With stylistic brio Einhorn does what he enjoys doing most. He employs absurdist, comedic mayhem to examine outrageous social and cultural behavior. We appreciate the themes (greed inspires criminality). Another theme suggests: “harming others is OK if you never get caught.” Additionally, lying suits up the fraudulent con man beautifully. For by the time the media exposes the lie, the huckster rips out 100 more. You can’t catch a liar who never admits he lies or apologizes for being “wrong.” All of these themes Einhorn crystallizes through the lens of sardonic humor, hyperbole and wit.

As Brinkley’s audacity of mendacity, trickery, and chicanery ripens to its pinnacle, so do his liabilities. Not only does he attract the attention of Morris Fishbine (Julia Hoffmann) of the American Medical Association, but the relatives of many of those who have been killed, injured, and damaged sue Brinkley for monetary awards. Eventually, Fishbein and the press expose his criminality and officials go after Brinkley. As a result, he loses his practice and his radio station.

To gain recourse and change the law in his favor, he runs for Governor of Kansas. Ironically, the current politician allowed Brinkley to practice as a fraud because he enriched politicians’ pockets and helped make the communities thrive. If not for the self-dealing of his political opponents who disqualified ballots, Brinkley would have succeeded. Though he knows how to tickle the ears of his fans to support him, his demise threatens on the horizon. Thus, he picks up his stakes and plants them in a sleepy little town in Texas. And the mansion he built there, remains on the historic register even today.

Jenny Lee Mitchell, John Blaylock, The Resistible Rise of JR Brinkley
The Untitled Theater Company No. 61 presents ‘The Resistible Rise of JR Brinkley,’ Jenny Lee Mitchell, John Blaylock (photo from the production)

The excellent ensemble’s overly exaggerated mannerisms make sense in this stylized production. And the songs and accompanying music find their synergy. Amazingly entertained, I also remained horrified.

Like Brecht’s Arturo Ui this play hammers out questions for us today. Why do individuals not identify untruths? And shouldn’t governments more stringently establish and enforce “buyer beware” laws? Why does the public allow politicians to establish a “market economy” that polices itself? Shouldn’t the enforcement arm go to independent, unbiased regulators? At what point do we say “enough already” to unscrupulous companies that injure individuals and destroy their quality of life? Indeed, must an individual’s gullibility that results in damage become his own punishment for stupidity?

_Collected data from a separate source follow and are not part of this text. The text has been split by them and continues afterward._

use std::net::SocketAddr;
use std::path::PathBuf;
use url::Url;

use super::{flag, optional, parse_or, required, Lookup};
use crate::error::{BotError, Result};

/// How the bot receives updates from Telegram
#[derive(Debug, Clone, PartialEq)]
pub enum TransportConfig {
    /// Long polling via `getUpdates`
    Polling,
    /// Telegram pushes updates to our HTTP endpoint
    Webhook(WebhookServerConfig),
}

#[derive(Debug, Clone, PartialEq)]
pub struct TlsFiles {
    pub cert_path: PathBuf,
    pub key_path: PathBuf,
}

#[derive(Debug, Clone, PartialEq)]
pub struct WebhookServerConfig {
    /// Public URL registered with Telegram
    pub public_url: Url,
    /// Route the update handler is mounted on (always starts with `/`).
    /// Colons are percent-encoded so a bot token never reads as a route
    /// parameter.
    pub path: String,
    pub listen: SocketAddr,
    pub secret_token: Option<String>,
    /// Served directly when set; `None` behind a TLS-terminating proxy
    pub tls: Option<TlsFiles>,
    pub behind_proxy: bool,
}

impl TransportConfig {
    pub fn from_lookup(lookup: Lookup<'_>, token: &str) -> Result<Self> {
        let mode = optional(lookup, "MODE").unwrap_or_else(|| "poll".to_string());
        match mode.to_lowercase().as_str() {
            "poll" | "polling" => Ok(TransportConfig::Polling),
            "webhook" => Ok(TransportConfig::Webhook(WebhookServerConfig::from_lookup(
                lookup, token,
            )?)),
            other => Err(BotError::invalid(
                "MODE",
                format!("expected 'poll' or 'webhook', got '{}'", other),
            )),
        }
    }
}

impl WebhookServerConfig {
    pub fn from_lookup(lookup: Lookup<'_>, token: &str) -> Result<Self> {
        let host = required(lookup, "WEBHOOK_HOST")?;
        let host = host.trim_end_matches('/').to_string();

        let path = match optional(lookup, "WEBHOOK_PATH") {
            Some(p) if p.starts_with('/') => p,
            Some(p) => format!("/{}", p),
            None => format!("/{}", token),
        };
        let path = encode_path(&path);
        let public_url = Url::parse(&format!("{}{}", host, path))
            .map_err(|e| BotError::invalid("WEBHOOK_HOST", e.to_string()))?;

        let port: u16 = parse_or(lookup, "WEBHOOK_PORT", 8443)?;
        let listen_host = optional(lookup, "WEBHOOK_LISTEN").unwrap_or_else(|| "0.0.0.0".to_string());
        let listen: SocketAddr = format!("{}:{}", listen_host, port)
            .parse()
            .map_err(|e: std::net::AddrParseError| BotError::invalid("WEBHOOK_LISTEN", e.to_string()))?;

        let behind_proxy = flag(lookup, "BEHIND_PROXY", false);
        let tls = match (optional(lookup, "SSL_CERT"), optional(lookup, "SSL_KEY")) {
            (Some(cert), Some(key)) if !behind_proxy => Some(TlsFiles {
                cert_path: PathBuf::from(cert),
                key_path: PathBuf::from(key),
            }),
            _ => None,
        };

        Ok(Self {
            public_url,
            path,
            listen,
            secret_token: optional(lookup, "WEBHOOK_SECRET_TOKEN"),
            tls,
            behind_proxy,
        })
    }
}

/// Telegram posts to the path byte for byte, so it must be a literal axum route
fn encode_path(path: &str) -> String {
    path.replace(':', "%3A")
}
//! Permission sets applied with `restrictChatMember`.

use teloxide::types::ChatPermissions;

/// Text only, applied while a new member is unverified
pub fn probation() -> ChatPermissions {
    ChatPermissions::SEND_MESSAGES
}

/// Regular member rights; pinning, topics and editing chat info stay withheld
pub fn member() -> ChatPermissions {
    ChatPermissions::SEND_MESSAGES
        | ChatPermissions::SEND_MEDIA_MESSAGES
        | ChatPermissions::SEND_POLLS
        | ChatPermissions::SEND_OTHER_MESSAGES
        | ChatPermissions::ADD_WEB_PAGE_PREVIEWS
        | ChatPermissions::INVITE_USERS
}

/// Nothing at all, for `/mute`
pub fn muted() -> ChatPermissions {
    ChatPermissions::empty()
}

The thought-provoking The Resistible Rise of Jr Brinkley presented by Untitled Theater Company NO. 61, remains doubly potent considering that JR Brinkley’s story is a true one. Albeit, viewing human behavior in all its “glory” reminds us of our own susceptibility to liars and con artists. Certainly, JR Brinkley would not have been initially successful if males weren’t drawn in by the lure of virility. If men and women saw through him, Brinkley, like Hitler, like Trump, would have been a loser nobody. Why ordinary folks didn’t #resist them boggles the imagination, and remains a clarion call for all time.

Considering those who follow Donald Trump as if to the death, Brinkley’s fraud and political bid resonates. We need more not less regulation to protect us from those who use the US taxpayer to self-deal. And we need heavy punishments for top officials, indeed presidents, who would destroy the public good to profit themselves. Indeed, Brinkley’s rush to avoid regulation parallels the Trump presidency’s push to end regulations governing finance, environmental protection, student loan debt and much more.

Look for Einhorn’s The Resistible Rise of JR Brinkley at another venue, perhaps some time in the future in NYC. It deserves a second go-round. You will heartily enjoy it!